Ann Transl Med. 2022 Dec;10(24):1399. doi: 10.21037/atm-22-6158.

Abstract

Background: Endocrine resistance remains a major challenge in breast cancer (BRCA). Increasing evidence has revealed that long non-coding RNA (lncRNA) are closely implicated in tumorigenesis, drug resistance, and the immune-related pathways of cancer. However, the immune-related lncRNA remains to be thoroughly investigated in predicting the endocrine therapeutic response and prognosis of BRCA.

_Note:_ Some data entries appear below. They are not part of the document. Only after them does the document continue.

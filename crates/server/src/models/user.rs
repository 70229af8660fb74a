//! User domain model.

use cafe_wifi_core::types::{CafeId, Email, Theme, UserId};
use chrono::{DateTime, Utc};
use serde::{Deserialize, Serialize};

/// Per-user UI preferences.
#[derive(Debug, Clone, Copy, PartialEq, Eq, Serialize, Deserialize)]
pub struct UserPreferences {
    pub notifications: bool,
    pub theme: Theme,
}

impl Default for UserPreferences {
    fn default() -> Self {
        Self {
            notifications: true,
            theme: Theme::Auto,
        }
    }
}

/// A registered account. The password hash lives only in the database and
/// the auth service; it is never part of this type.
#[derive(Debug, Clone, PartialEq)]
pub struct User {
    pub id: UserId,
    pub email: Email,
    pub first_name: Option<String>,
    pub last_name: Option<String>,
    pub bio: Option<String>,
    pub location: Option<String>,
    pub is_active: bool,
    pub last_login: Option<DateTime<Utc>>,
    pub preferences: UserPreferences,
    pub favorites: Vec<CafeId>,
    pub created_at: DateTime<Utc>,
    pub updated_at: DateTime<Utc>,
}

impl User {
    /// Flip a cafe in or out of the favorites list.
    ///
    /// Returns `true` when the cafe is a favorite after the call.
    pub fn toggle_favorite(&mut self, cafe_id: CafeId) -> bool {
        if let Some(position) = self.favorites.iter().position(|id| *id == cafe_id) {
            self.favorites.remove(position);
            false
        } else {
            self.favorites.push(cafe_id);
            true
        }
    }
}

/// Wire representation of a user, safe to return to any authenticated caller.
#[derive(Debug, Clone, Serialize)]
#[serde(rename_all = "camelCase")]
pub struct PublicUser {
    pub id: UserId,
    pub email: Email,
    #[serde(skip_serializing_if = "Option::is_none")]
    pub first_name: Option<String>,
    #[serde(skip_serializing_if = "Option::is_none")]
    pub last_name: Option<String>,
    #[serde(skip_serializing_if = "Option::is_none")]
    pub bio: Option<String>,
    #[serde(skip_serializing_if = "Option::is_none")]
    pub location: Option<String>,
    pub is_active: bool,
    #[serde(skip_serializing_if = "Option::is_none")]
    pub last_login: Option<DateTime<Utc>>,
    pub preferences: UserPreferences,
    pub favorites: Vec<CafeId>,
    pub created_at: DateTime<Utc>,
    pub updated_at: DateTime<Utc>,
}

impl From<User> for PublicUser {
    fn from(user: User) -> Self {
        Self {
            id: user.id,
            email: user.email,
            first_name: user.first_name,
            last_name: user.last_name,
            bio: user.bio,
            location: user.location,
            is_active: user.is_active,
            last_login: user.last_login,
            preferences: user.preferences,
            favorites: user.favorites,
            created_at: user.created_at,
            updated_at: user.updated_at,
        }
    }
}

#[cfg(test)]
#[allow(clippy::unwrap_used)]
mod tests {
    use super::*;

    fn sample_user() -> User {
        User {
            id: UserId::new(),
            email: Email::parse("buffer@overflow.cafe").unwrap(),
            first_name: None,
            last_name: None,
            bio: None,
            location: None,
            is_active: true,
            last_login: None,
            preferences: UserPreferences::default(),
            favorites: Vec::new(),
            created_at: Utc::now(),
            updated_at: Utc::now(),
        }
    }

    #[test]
    fn test_default_preferences() {
        let prefs = UserPreferences::default();
        assert!(prefs.notifications);
        assert_eq!(prefs.theme, Theme::Auto);
    }

    #[test]
    fn test_toggle_favorite_round_trip() {
        let mut user = sample_user();
        let cafe = CafeId::new();

        assert!(user.toggle_favorite(cafe));
        assert_eq!(user.favorites.len(), 1);

        assert!(!user.toggle_favorite(cafe));
        assert!(user.favorites.is_empty());
    }

    #[test]
    fn test_toggle_favorite_keeps_other_entries() {
        let mut user = sample_user();
        let first = CafeId::new();
        let second = CafeId::new();
        user.toggle_favorite(first);
        user.toggle_favorite(second);

        user.toggle_favorite(first);
        assert_eq!(user.favorites, vec![second]);
    }

    #[test]
    fn test_public_user_serializes_camel_case() {
        let mut user = sample_user();
        user.first_name = Some("Ada".to_string());
        let json = serde_json::to_value(PublicUser::from(user)).unwrap();

        assert!(json.get("firstName").is_some());
        assert!(json.get("isActive").is_some());
        assert!(json.get("lastLogin").is_none());
        assert_eq!(json.get("preferences").unwrap().get("theme").unwrap(), "auto");
    }
}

Methods: Based on the Gene Expression Omnibus (GEO) and The Cancer Genome Atlas (TCGA) databases, and calculating the correlation of lncRNAs with immune-related genes obtained from ImmPort and InnateDB databases, we finally obtained endocrine resistance-related and immune-related long non-coding RNAs (ERIR-lncRNAs). Univariate Cox and least absolute shrinkage and selection operator (LASSO) Cox regression were performed to screen prognosis-associated ERIR-lncRNAs and establish signatures, using 2 separate datasets from GEO for external validation. Principal component analysis (PCA), Kaplan-Meier analysis, receiver operating characteristic (ROC) curves, and multivariate Cox regression were performed to demonstrate the robustness and predictability of the signature. We investigated tumor immune infiltration and tumor mutation burden (TMB) between high- and low-risk groups, and the role of key lncRNAs in endocrine resistant breast cancer was confirmed by quantitative real-time polymerase chain reaction (qRT-PCR), Cell Counting Kit 8 (CCK 8) and transwell assays.

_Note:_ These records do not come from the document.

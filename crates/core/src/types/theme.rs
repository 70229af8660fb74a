//! UI theme preference.

use serde::{Deserialize, Serialize};

/// A user's preferred color theme.
///
/// Stored as lowercase text in the database and on the wire.
#[derive(Debug, Clone, Copy, PartialEq, Eq, Hash, Serialize, Deserialize, Default)]
#[serde(rename_all = "lowercase")]
pub enum Theme {
    Light,
    Dark,
    #[default]
    Auto,
}

impl Theme {
    /// The canonical string form, matching the serde representation.
    #[must_use]
    pub const fn as_str(self) -> &'static str {
        match self {
            Self::Light => "light",
            Self::Dark => "dark",
            Self::Auto => "auto",
        }
    }
}

impl core::fmt::Display for Theme {
    fn fmt(&self, f: &mut core::fmt::Formatter<'_>) -> core::fmt::Result {
        f.write_str(self.as_str())
    }
}

/// Error returned when a string names no known theme.
#[derive(thiserror::Error, Debug, Clone, PartialEq, Eq)]
#[error("unknown theme: {0} (expected light, dark, or auto)")]
pub struct UnknownTheme(pub String);

impl core::str::FromStr for Theme {
    type Err = UnknownTheme;

    fn from_str(s: &str) -> Result<Self, Self::Err> {
        match s {
            "light" => Ok(Self::Light),
            "dark" => Ok(Self::Dark),
            "auto" => Ok(Self::Auto),
            other => Err(UnknownTheme(other.to_owned())),
        }
    }
}

#[cfg(test)]
#[allow(clippy::unwrap_used)]
mod tests {
    use super::*;

    #[test]
    fn test_default_is_auto() {
        assert_eq!(Theme::default(), Theme::Auto);
    }

    #[test]
    fn test_roundtrip() {
        for theme in [Theme::Light, Theme::Dark, Theme::Auto] {
            assert_eq!(theme.as_str().parse::<Theme>().unwrap(), theme);
            let json = serde_json::to_string(&theme).unwrap();
            assert_eq!(json, format!("\"{theme}\""));
        }
    }

    #[test]
    fn test_unknown_rejected() {
        assert!("solarized".parse::<Theme>().is_err());
        assert!(serde_json::from_str::<Theme>("\"solarized\"").is_err());
    }
}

Results: A total of 781 endocrine resistance related lncRNAs were identified, of which 12 lncRNAs were associated with immunity. Then, three ERIR-lncRNAs with prognostic relevance were screened to successfully construct the risk signature. Compared to sensitive patients, the endocrine resistant patients had higher risk scores in both the training and validation sets (P<0.05). The high-risk group had significantly shorter survival times (P<0.001) with area under the curve (AUC) values of 0.710, 0.649, and 0.672 at 1, 3, and 5 years. Univariate and multivariate Cox regression indicated that our signature was an independent prognostic factor (P<0.001). Through immune infiltration analysis, it was revealed that the high-risk scores were associated with T follicular helper (Tfh) differentiation and exhibited a pro-tumor phenomenon with the Th1/Th2 balance shifting toward Th2. The key lncRNAs promote cell proliferation and migration as confirmed by qRT-PCR, CCK-8 and transwell assays.

Conclusions: The ERIR-lncRNA signature is valuable in predicting endocrine therapeutic response and prognosis of BRCA, revealing a potential relationship between endocrine resistance and TME.

Keywords: Breast cancer (BRCA); endocrine resistance; immune microenvironment; long non-coding RNA (lncRNA); prognosis.